二、按「鑑定人由審判長、受命法官或檢察官就下列之人選任一人或數人充之:一、就鑑定事項有特別知識經驗者。二、經政府機關委任有鑑定職務者。」刑事訴訟法第198條定有明文;又按法院或檢察官得囑託醫院、學校或其他相當之機關、團體為鑑定,或審查他人之鑑定,並準用第203條至第206條之1規定;鑑定之經過及其結果,應命鑑定人以言詞或書面報告,同法第208條第1項、第206條第1項亦規定甚明。
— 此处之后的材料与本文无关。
//! Raw-socket tests: URLs an HTTP client library would normalise, malformed
//! requests, and the exact bytes on the wire.

use static_sv::config::Config;
use static_sv::server::serve;
use std::collections::HashMap;
use std::fs::{self, File};
use std::io::{Read, Write};
use std::net::{SocketAddr, TcpListener, TcpStream};
use std::sync::mpsc;
use std::thread::{self, JoinHandle};
use std::time::Duration;
use tempfile::{tempdir, TempDir};

/// A helper struct to manage a running test server.
struct TestServer {
    addr: SocketAddr,
    shutdown_tx: mpsc::Sender<()>,
    handle: Option<JoinHandle<()>>,
    temp_dir: TempDir,
}

impl TestServer {
    fn new() -> Self {
        let dir = tempdir().unwrap();

        let mut file = File::create(dir.path().join("test.txt")).unwrap();
        writeln!(file, "Hello from test file!").unwrap();
        File::create(dir.path().join("empty.bin")).unwrap();
        fs::write(dir.path().join("with space.txt"), "spaced").unwrap();

        let mut large = File::create(dir.path().join("large.txt")).unwrap();
        for i in 0..20_000 {
            writeln!(large, "Line {i} of a large file for testing").unwrap();
        }

        fs::create_dir(dir.path().join("subdir")).unwrap();
        fs::write(dir.path().join("subdir").join("nested.txt"), "Nested").unwrap();

        let listener = TcpListener::bind("127.0.0.1:0").unwrap();
        let port = listener.local_addr().unwrap().port();
        let config = Config::builder()
            .root(dir.path().to_string_lossy().into_owned())
            .port(i64::from(port))
            .serve_directories(true)
            .chunk_size(1024)
            .threads(4)
            .build()
            .unwrap();

        let (shutdown_tx, shutdown_rx) = mpsc::channel();
        let (addr_tx, addr_rx) = mpsc::channel();
        let handle = thread::spawn(move || {
            if let Err(e) = serve(listener, config, Some(shutdown_rx), Some(addr_tx)) {
                eprintln!("Server thread failed: {e}");
            }
        });

        TestServer {
            addr: addr_rx.recv().unwrap(),
            shutdown_tx,
            handle: Some(handle),
            temp_dir: dir,
        }
    }
}

impl Drop for TestServer {
    fn drop(&mut self) {
        if let Some(handle) = self.handle.take() {
            self.shutdown_tx.send(()).ok();
            handle.join().unwrap();
        }
    }
}

struct RawResponse {
    status_code: u16,
    headers: HashMap<String, String>,
    raw_body: Vec<u8>,
}

impl RawResponse {
    fn body(&self) -> Vec<u8> {
        let chunked = self
            .headers
            .get("transfer-encoding")
            .is_some_and(|v| v == "chunked");
        if chunked {
            dechunk(&self.raw_body)
        } else {
            self.raw_body.clone()
        }
    }

    fn text(&self) -> String {
        String::from_utf8(self.body()).unwrap()
    }
}

fn dechunk(mut raw: &[u8]) -> Vec<u8> {
    let mut body = Vec::new();
    loop {
        let end = raw.windows(2).position(|w| w == b"\r\n").unwrap();
        let size = usize::from_str_radix(std::str::from_utf8(&raw[..end]).unwrap(), 16).unwrap();
        raw = &raw[end + 2..];
        if size == 0 {
            return body;
        }
        body.extend_from_slice(&raw[..size]);
        raw = &raw[size + 2..];
    }
}

/// Sends raw bytes and reads until the server closes the connection.
fn send_raw(addr: SocketAddr, request: &[u8]) -> RawResponse {
    let mut stream = TcpStream::connect(addr).unwrap();
    stream
        .set_read_timeout(Some(Duration::from_secs(10)))
        .unwrap();
    stream.write_all(request).unwrap();

    let mut raw = Vec::new();
    stream.read_to_end(&mut raw).unwrap();

    let split = raw.windows(4).position(|w| w == b"\r\n\r\n").unwrap();
    let head = String::from_utf8(raw[..split].to_vec()).unwrap();
    let mut lines = head.lines();
    let status_code = lines
        .next()
        .unwrap()
        .split_whitespace()
        .nth(1)
        .unwrap()
        .parse()
        .unwrap();
    let headers = lines
        .filter_map(|line| line.split_once(": "))
        .map(|(k, v)| (k.to_lowercase(), v.to_string()))
        .collect();

    RawResponse {
        status_code,
        headers,
        raw_body: raw[split + 4..].to_vec(),
    }
}

fn get(addr: SocketAddr, target: &str) -> RawResponse {
    send_raw(
        addr,
        format!("GET {target} HTTP/1.1\r\nHost: {addr}\r\n\r\n").as_bytes(),
    )
}

#[test]
fn test_file_response_on_the_wire() {
    let server = TestServer::new();
    let response = get(server.addr, "/test.txt");

    assert_eq!(response.status_code, 200);
    assert_eq!(response.headers["content-type"], "text/plain");
    assert_eq!(response.headers["transfer-encoding"], "chunked");
    assert_eq!(response.headers["connection"], "close");
    assert_eq!(
        response.headers["cache-control"],
        "public, max-age=604800, immutable"
    );
    assert_eq!(response.text(), "Hello from test file!\n");
}

#[test]
fn test_empty_file() {
    let server = TestServer::new();
    let response = get(server.addr, "/empty.bin");

    assert_eq!(response.status_code, 200);
    assert_eq!(response.headers["content-type"], "application/octet-stream");
    assert_eq!(response.raw_body, b"0\r\n\r\n");
    assert!(response.body().is_empty());
}

#[test]
fn test_large_file_handling() {
    let server = TestServer::new();
    let response = get(server.addr, "/large.txt");

    assert_eq!(response.status_code, 200);
    let expected = fs::read(server.temp_dir.path().join("large.txt")).unwrap();
    assert_eq!(response.body(), expected);
}

#[test]
fn test_status_body_format() {
    let server = TestServer::new();
    let response = get(server.addr, "/missing");

    assert_eq!(response.status_code, 404);
    assert_eq!(response.headers["content-type"], "text/plain");
    assert_eq!(
        response.headers["content-length"],
        response.raw_body.len().to_string()
    );
    assert_eq!(
        response.text(),
        "404 : File or directory not found: /missing"
    );
}

#[test]
fn test_percent_encoded_and_doubled_slashes() {
    let server = TestServer::new();

    let response = get(server.addr, "/with%20space.txt");
    assert_eq!(response.status_code, 200);
    assert_eq!(response.text(), "spaced");

    let response = get(server.addr, "//subdir///nested.txt");
    assert_eq!(response.status_code, 200);
    assert_eq!(response.text(), "Nested");

    let response = get(server.addr, "/test.txt?download=1");
    assert_eq!(response.status_code, 200);
}

#[test]
fn test_malformed_escape_is_not_fatal() {
    let server = TestServer::new();
    let response = get(server.addr, "/bad%zzname");
    assert_eq!(response.status_code, 404);
    assert_eq!(
        response.text(),
        "404 : File or directory not found: /bad%zzname"
    );
}

#[test]
fn test_path_traversal_is_not_found() {
    let server = TestServer::new();

    for target in ["/../../etc/passwd", "/subdir/../../etc/passwd", "/%2E%2E/%2E%2E/"] {
        let response = get(server.addr, target);
        assert_eq!(response.status_code, 404, "{target}");
    }
}

#[test]
fn test_method_check_comes_first() {
    let server = TestServer::new();
    let response = send_raw(
        server.addr,
        b"PUT /does/not/exist HTTP/1.1\r\nHost: x\r\nContent-Length: 0\r\n\r\n",
    );
    assert_eq!(response.status_code, 405);
    assert_eq!(response.text(), "405 : Method PUT not allowed");
}

#[test]
fn test_malformed_requests() {
    let server = TestServer::new();
    let response = send_raw(server.addr, b"INVALID\r\n\r\n");
    assert_eq!(response.status_code, 400);
    assert_eq!(response.text(), "400 : Malformed request line");
}

#[test]
fn test_empty_connection_does_not_hurt_server() {
    let server = TestServer::new();
    drop(TcpStream::connect(server.addr).unwrap());

    let response = get(server.addr, "/test.txt");
    assert_eq!(response.status_code, 200);
}

#[test]
fn test_directory_listing_page() {
    let server = TestServer::new();

    let response = get(server.addr, "/subdir");
    assert_eq!(response.status_code, 200);
    assert_eq!(response.headers["content-type"], "text/html; charset=utf-8");
    let body = response.text();
    assert!(body.contains("nested.txt"));
    assert!(body.contains("6 B"));
    assert!(body.contains(r#"<a href="/">..</a>"#));
    assert!(body.contains(r#"<a href="/subdir/">subdir</a>"#));

    let response = get(server.addr, "/");
    let body = response.text();
    assert!(body.contains(r#"href="/with%20space.txt""#));
    assert!(body.contains(r#"href="/subdir/""#));
    assert!(!body.contains(">..</a>"));
}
查本案於偵查中檢察官固曾囑託臺灣省挖土機推土機操作員職業工會聯合會就上開挖土機之市價予以鑑定,有該團體97年度10月31日省挖推傳組字第097109號函1紙在卷可參,惟鑑定人或機關鑑定之選任應係以對於鑑定事項有特別知識經驗者充之,而上開鑑定團體為挖土機操作員職業工會,其成員均為挖土機之操作員,關於中古挖土機之買賣核非屬該會成員之專業事項,則該團體對於中古挖土機之市價是否具備特別知識經驗,當有疑義,檢察官復未提出其他證據證明該團體對於中古挖土機之市價有何特別知識經驗,揆諸上開規定,本院認上開函文所列鑑定意見與鑑定人之選任要件不符,應無證據能力。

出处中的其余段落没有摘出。